**EXERCISE INSTRUCTIONS**: Only lines with the word "Option" belong in the answer; copy them from the records below.

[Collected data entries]

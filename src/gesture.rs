//! Pointer gesture context handed to every interaction handler.

/// Modifier and concurrency state of the gesture being handled.
///
/// Holding the interaction modifier turns a pointer gesture into a navigation gesture
/// (click-to-focus, drill-down); without it, the same gesture rearranges the diagram (drag).
#[derive(Debug, Clone, Copy, Default, PartialEq, Eq)]
pub struct GestureContext {
    /// Whether the interaction modifier (shift) is held
    pub modifier: bool,
    /// Whether another drag gesture is already in progress
    pub active: bool,
}

impl GestureContext {
    /// A plain gesture: rearranges, nothing else in flight.
    pub fn rearrange() -> Self {
        Self::default()
    }

    /// A gesture with the interaction modifier held.
    pub fn navigate() -> Self {
        Self {
            modifier: true,
            active: false,
        }
    }

    pub fn with_active(mut self, active: bool) -> Self {
        self.active = active;
        self
    }

    /// Drag gestures proceed only without the modifier.
    pub fn allows_rearrange(&self) -> bool {
        !self.modifier
    }

    /// Click gestures proceed only with the modifier.
    pub fn allows_navigate(&self) -> bool {
        self.modifier
    }
}
impl DiagramState {
    pub fn current_layer(&self) -> Option<&Layer> {
        self.layers.current()
    }

    pub fn current_layer_mut(&mut self) -> Option<&mut Layer> {
        self.layers.current_mut()
    }

    /// Whether a group of the current layer is focused.
    pub fn is_focused(&self) -> bool {
        self.current_layer()
            .is_some_and(|layer| layer.focused_group.is_some())
    }

    pub fn is_destroyed(&self) -> bool {
        self.destroyed
    }

    /// Schedules the root transform for saving; ignored while a drilled-down layer is open.
    pub(crate) fn viewport_interaction_ended(&mut self, now: Instant) {
        if self.layers.len() != 1 {
            return;
        }
        if let Some(layer) = self.layers.current().filter(|layer| layer.is_root()) {
            self.persistence
                .save_transform(&layer.id, layer.viewport.target(), now);
        }
    }

    fn save_current_layout(&mut self, now: Instant) {
        if let Some(layer) = self.layers.current() {
            if layer.simulations.is_some() {
                let record = LayoutRecord::capture(&layer.nodes, &layer.groups);
                self.persistence.save_layout(&layer.id, record, now);
            }
        }
    }

    fn release_layers(&mut self) {
        let mut layers = self.layers.drain();
        layers.append(&mut self.closing);
        for mut layer in layers {
            if let Some(simulations) = &mut layer.simulations {
                simulations.stop();
            }
            self.surface.remove_layer(layer.key);
        }
        self.drag = None;
    }
}

/// Handle to a diagram instance.
#[derive(Clone)]
pub struct Diagram {
    state: Rc<RefCell<DiagramState>>,
}

impl fmt::Debug for Diagram {
    fn fmt(&self, f: &mut fmt::Formatter<'_>) -> fmt::Result {
        match self.state.try_borrow() {
            Ok(state) => f
                .debug_struct("Diagram")
                .field("id", &state.id)
                .field("layers", &state.layers.len())
                .finish(),
            Err(_) => f.debug_struct("Diagram").finish_non_exhaustive(),
        }
    }
}
//! User interface of the topology viewer.
//!
//! The diagram runs its transitions as futures on a local task set; the app pumps that set for a
//! short slice of every frame and reads the diagram state to paint it.
//!
//! # Module Organization
//!
//! - `state` - The app struct, the egui render surface and pointer interaction state
//! - `canvas` - Hit testing and routing pointer input to the diagram
//! - `rendering` - Drawing layers, groups, links and nodes

mod canvas;
mod rendering;
mod state;

pub use state::{AppConfig, EguiSurface, TopologyApp};

use crate::data::{DataSource, JsonDirectorySource, StaticSource};
use crate::demo;
use crate::diagram::{Diagram, Subscription, RESET_PROMPT};
use crate::error::Result;
use crate::persistence::{MemoryStore, Store};
use crate::settings::SettingsPatch;
use eframe::egui;
use std::cell::RefCell;
use std::collections::BTreeMap;
use std::future::Future;
use std::rc::Rc;
use std::time::Duration;
use tokio::time::Instant;

/// eframe storage key of the diagram's key-value entries.
const STORAGE_KEY: &str = "topology_store";

/// Time slice the task set gets every frame.
const TASK_SLICE: Duration = Duration::from_millis(2);

/// Repaint interval while nothing animates, so pending timers keep firing.
const IDLE_REPAINT: Duration = Duration::from_millis(100);

/// Canvas size assumed until the first frame is laid out.
const INITIAL_CANVAS_SIZE: egui::Vec2 = egui::vec2(1200.0, 800.0);

/// Most recent error messages kept for the status line.
const MAX_MESSAGES: usize = 3;

impl TopologyApp {
    /// Creates the app and starts loading the root layer.
    ///
    /// Persisted entries are restored from eframe storage. Payloads come from `config.data_dir`
    /// when given, otherwise from the built-in sample topology.
    pub fn new(cc: &eframe::CreationContext<'_>, config: AppConfig) -> std::io::Result<Self> {
        let entries = cc
            .storage
            .and_then(|storage| storage.get_string(STORAGE_KEY))
            .and_then(|json| match serde_json::from_str::<BTreeMap<String, String>>(&json) {
                Ok(entries) => Some(entries),
                Err(err) => {
                    log::warn!("discarding stored diagram state: {err}");
                    None
                }
            })
            .unwrap_or_default();

        let runtime = tokio::runtime::Builder::new_current_thread()
            .enable_time()
            .build()?;

        let app = Self {
            runtime,
            tasks: tokio::task::LocalSet::new(),
            diagram: None,
            pending: Rc::new(RefCell::new(None)),
            surface: EguiSurface::default(),
            memory: MemoryStore::from_entries(entries),
            interaction: Default::default(),
            messages: Rc::new(RefCell::new(Vec::new())),
            canvas_size: INITIAL_CANVAS_SIZE,
        };

        let source: Rc<dyn DataSource> = match &config.data_dir {
            Some(dir) => {
                log::info!("loading topology from {}", dir.display());
                Rc::new(JsonDirectorySource::new(dir))
            }
            None => Rc::new(StaticSource::new(demo::sample_topology())),
        };
        app.spawn_create(config.diagram_id, source);
        Ok(app)
    }

    fn spawn_create(&self, id: String, source: Rc<dyn DataSource>) {
        let store = Store::new(id.clone(), Some(Box::new(self.memory.clone())));
        let surface = self.surface.clone();
        let pending = Rc::clone(&self.pending);
        let size = self.canvas_size;
        let overrides = SettingsPatch {
            toolbar: Some(true),
            ..SettingsPatch::default()
        };
        self.tasks.spawn_local(async move {
            let result = Diagram::create(id, overrides, Box::new(surface), source, store, size).await;
            if let Ok(diagram) = &result {
                diagram.spawn_persistence_task();
            }
            *pending.borrow_mut() = Some(result);
        });
    }

    /// Runs `future` on the task set, reporting a failure in the status line.
    pub(super) fn spawn_action<F>(&self, name: &'static str, future: F)
    where
        F: Future<Output = Result<()>> + 'static,
    {
        let messages = Rc::clone(&self.messages);
        self.tasks.spawn_local(async move {
            if let Err(err) = future.await {
                log::warn!("{name} failed: {err}");
                let mut messages = messages.borrow_mut();
                messages.push(format!("{name}: {err}"));
                if messages.len() > MAX_MESSAGES {
                    messages.remove(0);
                }
            }
        });
    }

    /// Gives the task set a short slice to make progress.
    fn pump_tasks(&mut self) {
        self.tasks
            .block_on(&self.runtime, tokio::time::sleep(TASK_SLICE));
    }

    /// Adopts the diagram once its creation task has finished.
    fn adopt_created_diagram(&mut self) {
        let Some(result) = self.pending.borrow_mut().take() else {
            return;
        };
        match result {
            Ok(diagram) => {
                let messages = Rc::clone(&self.messages);
                diagram.subscribe(Subscription::new("messages", move || {
                    messages.borrow_mut().clear();
                }));
                self.diagram = Some(diagram);
            }
            Err(err) => {
                log::error!("failed to load the topology: {err}");
                self.messages
                    .borrow_mut()
                    .push(format!("failed to load the topology: {err}"));
            }
        }
    }

    /// Handles keyboard shortcuts: `T` toggles the toolbar, `Escape` leaves a focused group or
    /// goes back one layer.
    fn handle_shortcuts(&mut self, ctx: &egui::Context, diagram: &Diagram) {
        if ctx.wants_keyboard_input() {
            return;
        }
        if ctx.input(|i| i.key_pressed(egui::Key::T)) {
            diagram.toggle_toolbar();
        }
        if ctx.input(|i| i.key_pressed(egui::Key::Escape))
            && !diagram.dismiss_focus()
            && diagram.layer_count() > 1
        {
            let target = diagram.clone();
            self.spawn_action("back", async move { target.back().await });
        }
    }

    /// Draws the toolbar with search, zoom and display toggles.
    fn draw_toolbar(&mut self, ui: &mut egui::Ui, diagram: &Diagram) {
        ui.horizontal(|ui| {
            let search = ui.add(
                egui::TextEdit::singleline(&mut self.interaction.search)
                    .hint_text("Find device or subnet")
                    .desired_width(220.0),
            );
            let submitted = search.lost_focus() && ui.input(|i| i.key_pressed(egui::Key::Enter));
            if (submitted || ui.button("Find").clicked()) && !self.interaction.search.is_empty() {
                self.find(diagram);
            }

            ui.separator();

            if ui.button("➕").on_hover_text("Zoom in").clicked() {
                diagram.increment();
            }
            if ui.button("➖").on_hover_text("Zoom out").clicked() {
                diagram.decrement();
            }

            ui.separator();

            let surface = self.surface.state();
            let (mut float_mode, mut ip_labels, mut grouping) =
                (surface.float_mode, surface.ip_labels, surface.grouping);
            drop(surface);

            if ui.checkbox(&mut float_mode, "Float").changed() {
                diagram.toggle_float_mode();
            }
            if ui.checkbox(&mut ip_labels, "IP addresses").changed() {
                diagram.toggle_ip_address();
            }
            let has_groups = diagram.read(|state| {
                state
                    .current_layer()
                    .is_some_and(|layer| !layer.groups.is_empty())
            });
            ui.add_enabled_ui(has_groups, |ui| {
                if ui.checkbox(&mut grouping, "Groups").changed() {
                    diagram.toggle_grouping();
                }
            });

            ui.separator();

            ui.add_enabled_ui(diagram.layer_count() > 1, |ui| {
                if ui.button("⬅ Back").clicked() {
                    let target = diagram.clone();
                    self.spawn_action("back", async move { target.back().await });
                }
            });
            if ui.button("Reset").clicked() {
                self.interaction.confirm_reset = true;
            }
        });

        let prefix = self.interaction.search.trim().to_string();
        if !prefix.is_empty() && diagram.find_node(&prefix).is_none() {
            let matches = diagram.autocomplete(&prefix);
            if !matches.is_empty() {
                ui.horizontal_wrapped(|ui| {
                    for item in matches.into_iter().take(8) {
                        if ui.small_button(&item).clicked() {
                            self.interaction.search = item;
                            self.find(diagram);
                        }
                    }
                });
            }
        }
    }

    fn find(&self, diagram: &Diagram) {
        let target = diagram.clone();
        let value = self.interaction.search.trim().to_string();
        self.spawn_action("find", async move { target.find_and_focus(&value).await });
    }

    fn draw_reset_dialog(&mut self, ctx: &egui::Context, diagram: &Diagram) {
        if !self.interaction.confirm_reset {
            return;
        }
        let mut confirmed = false;
        let mut open = true;
        egui::Window::new("Reset")
            .collapsible(false)
            .resizable(false)
            .anchor(egui::Align2::CENTER_CENTER, egui::Vec2::ZERO)
            .open(&mut open)
            .show(ctx, |ui| {
                ui.label(RESET_PROMPT);
                ui.horizontal(|ui| {
                    confirmed = ui.button("Reset").clicked();
                    if ui.button("Cancel").clicked() {
                        self.interaction.confirm_reset = false;
                    }
                });
            });
        if !open {
            self.interaction.confirm_reset = false;
        }
        if confirmed {
            self.interaction.confirm_reset = false;
            let target = diagram.clone();
            self.spawn_action("reset", async move {
                target.reset(|_| true).await.map(|_| ())
            });
        }
    }

    /// Draws the canvas and routes its input to the diagram.
    fn draw_canvas(&mut self, ui: &mut egui::Ui, diagram: &Diagram) {
        let (response, painter) =
            ui.allocate_painter(ui.available_size(), egui::Sense::click_and_drag());

        if response.rect.size() != self.canvas_size {
            self.canvas_size = response.rect.size();
            diagram.resize(self.canvas_size);
        }

        self.handle_canvas_input(ui, &response, diagram);

        let surface = self.surface.state();
        diagram.read(|state| rendering::render_diagram(&painter, response.rect, state, &surface));
        drop(surface);

        if let Some(index) = self.interaction.hovered_node {
            let info = diagram.read(|state| {
                let node = state.current_layer()?.nodes.get(index)?;
                let mut lines = vec![node.name.clone()];
                let info = &node.info;
                for (label, value) in [
                    ("IP", &info.ip_address),
                    ("Vendor", &info.manufacturer),
                    ("Model", &info.model),
                    ("OS", &info.software_os),
                    ("Location", &info.location),
                ] {
                    if let Some(value) = value {
                        lines.push(format!("{label}: {value}"));
                    }
                }
                Some(lines.join("\n"))
            });
            if let Some(info) = info {
                response.on_hover_text_at_pointer(info);
            }
        }
    }

    fn draw_status(&self, ui: &mut egui::Ui) {
        let messages = self.messages.borrow();
        if let Some(message) = messages.last() {
            ui.colored_label(egui::Color32::from_rgb(200, 60, 40), message);
        }
    }
}

impl eframe::App for TopologyApp {
    /// Persist the diagram's key-value entries between restarts.
    fn save(&mut self, storage: &mut dyn eframe::Storage) {
        if let Some(diagram) = &self.diagram {
            diagram.flush_persistence(Instant::now());
        }
        match serde_json::to_string(&self.memory.entries()) {
            Ok(json) => storage.set_string(STORAGE_KEY, json),
            Err(err) => log::error!("failed to serialize diagram state: {err}"),
        }
    }

    /// Main update function called by egui for each frame.
    ///
    /// Pumps the diagram's tasks, advances its animations, then draws the toolbar and canvas.
    fn update(&mut self, ctx: &egui::Context, _frame: &mut eframe::Frame) {
        self.pump_tasks();
        self.adopt_created_diagram();

        let Some(diagram) = self.diagram.clone() else {
            egui::CentralPanel::default().show(ctx, |ui| {
                ui.centered_and_justified(|ui| {
                    if self.messages.borrow().is_empty() {
                        ui.spinner();
                    } else {
                        self.draw_status(ui);
                    }
                });
            });
            ctx.request_repaint_after(IDLE_REPAINT);
            return;
        };

        let animating = diagram.tick(Instant::now());
        self.handle_shortcuts(ctx, &diagram);

        if self.surface.state().toolbar {
            egui::TopBottomPanel::top("toolbar").show(ctx, |ui| {
                self.draw_toolbar(ui, &diagram);
                self.draw_status(ui);
            });
        }

        egui::CentralPanel::default()
            .frame(egui::Frame::NONE)
            .show(ctx, |ui| self.draw_canvas(ui, &diagram));

        self.draw_reset_dialog(ctx, &diagram);

        if animating || self.surface.take_dirty() {
            ctx.request_repaint();
        } else {
            ctx.request_repaint_after(IDLE_REPAINT);
        }
    }
}

impl Drop for TopologyApp {
    fn drop(&mut self) {
        if let Some(diagram) = self.diagram.take() {
            diagram.destroy();
        }
    }
}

**RESULT OF THE EXERCISE**:
    pub fn current_layer(&self) -> Option<&Layer> {
    pub fn current_layer_mut(&mut self) -> Option<&mut Layer> {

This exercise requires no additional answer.